Figure 7.

The overexpression, transcriptional repressor activity of RsCDF3 as well as introgression of the RsVRN1 ^In‐536 allele in radish. (a) Representative images of wild‐type (WT) and RsCDF3‐OE plants under long‐day (LD) condition. (b, c) Rosette leaf number (b) and days to flowering (c) of WT and RsCDF3‐OE plants under LD condition. (d) Transcriptional repression assay of RsCDF3 in yeast.
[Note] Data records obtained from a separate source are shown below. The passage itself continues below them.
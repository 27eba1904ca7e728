//! Metric and metadata records
//!
//! A metric is a namespace of named quantitative values attached to one
//! artifact (a Ct value, sequence QC percentages, mapping coverage).
//! Metadata records are free-form (tag, name, value) strings attachable to
//! any entity via [`MetaTarget`].

use crate::ids::{ArtifactId, MetaRecordId, MetaTarget, MetricId};
use serde::{Deserialize, Serialize};
use std::collections::BTreeMap;

/// A quantitative measurement namespace attached to one artifact
#[derive(Debug, Clone, PartialEq, Serialize, Deserialize)]
pub struct Metric {
    /// Unique identifier
    pub id: MetricId,
    /// Owning artifact
    pub artifact: ArtifactId,
    /// Namespace, e.g. `sequence` or `mapping`
    pub namespace: String,
    /// Named values within the namespace
    pub values: BTreeMap<String, f64>,
}

impl Metric {
    /// Create an empty metric namespace for `artifact`
    #[must_use]
    pub fn new(artifact: ArtifactId, namespace: impl Into<String>) -> Self {
        Self {
            id: MetricId::new(),
            artifact,
            namespace: namespace.into(),
            values: BTreeMap::new(),
        }
    }

    /// Add a named value
    #[inline]
    #[must_use]
    pub fn with_value(mut self, name: impl Into<String>, value: f64) -> Self {
        self.values.insert(name.into(), value);
        self
    }

    /// Look up a named value
    #[inline]
    #[must_use]
    pub fn get(&self, name: &str) -> Option<f64> {
        self.values.get(name).copied()
    }
}

/// A single metadata entry attached to an entity
#[derive(Debug, Clone, PartialEq, Serialize, Deserialize)]
pub struct MetaRecord {
    /// Unique identifier
    pub id: MetaRecordId,
    /// Entity the record hangs off
    pub target: MetaTarget,
    /// Grouping tag, e.g. `collection`
    pub tag: String,
    /// Field name within the tag
    pub name: String,
    /// String value
    pub value: String,
}

impl MetaRecord {
    /// Create a metadata record
    #[must_use]
    pub fn new(
        target: MetaTarget,
        tag: impl Into<String>,
        name: impl Into<String>,
        value: impl Into<String>,
    ) -> Self {
        Self {
            id: MetaRecordId::new(),
            target,
            tag: tag.into(),
            name: name.into(),
            value: value.into(),
        }
    }
}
The transformants were streaked on SD/‐Trp, SD/‐Trp‐His, SD/‐Trp‐His+3‐AT and SD/‐Trp‐His+3‐AT+X‐gal plates. (e) Transcriptional repression assay of RsCDF3 in N. benthamiana leaves. pBD and pBD‐VP16 were used as a negative and positive control, respectively. (f) Schematic diagrams of the effector and reporter constructs used for the transcriptional activity analysis. 5 × GAL4, five GAL4 binding domains; LUC, firefly luciferase; REN, Renilla luciferase. (g) The relative value of LUC/REN measured in the transcriptional activity analysis. (h) Genotyping of proRsVRN1 (up) and boxplot of bolting time (bottom) in the F₂ population generated by crossing ‘NAU‐LB’ carrying the RsVRN1 ^In‐536 allele and ‘NAU‐YH’ carrying the RsVRN1 ^Del‐536 allele. (i) A proposed model for RsVRN1 ^In‐536/RsVRN1 ^Del‐536 allele‐mediated bolting time difference in radish. Values are mean ± SD from three biological replicates. Asterisks indicate statistically significant differences using two‐sided Student's t test (***P < 0.001).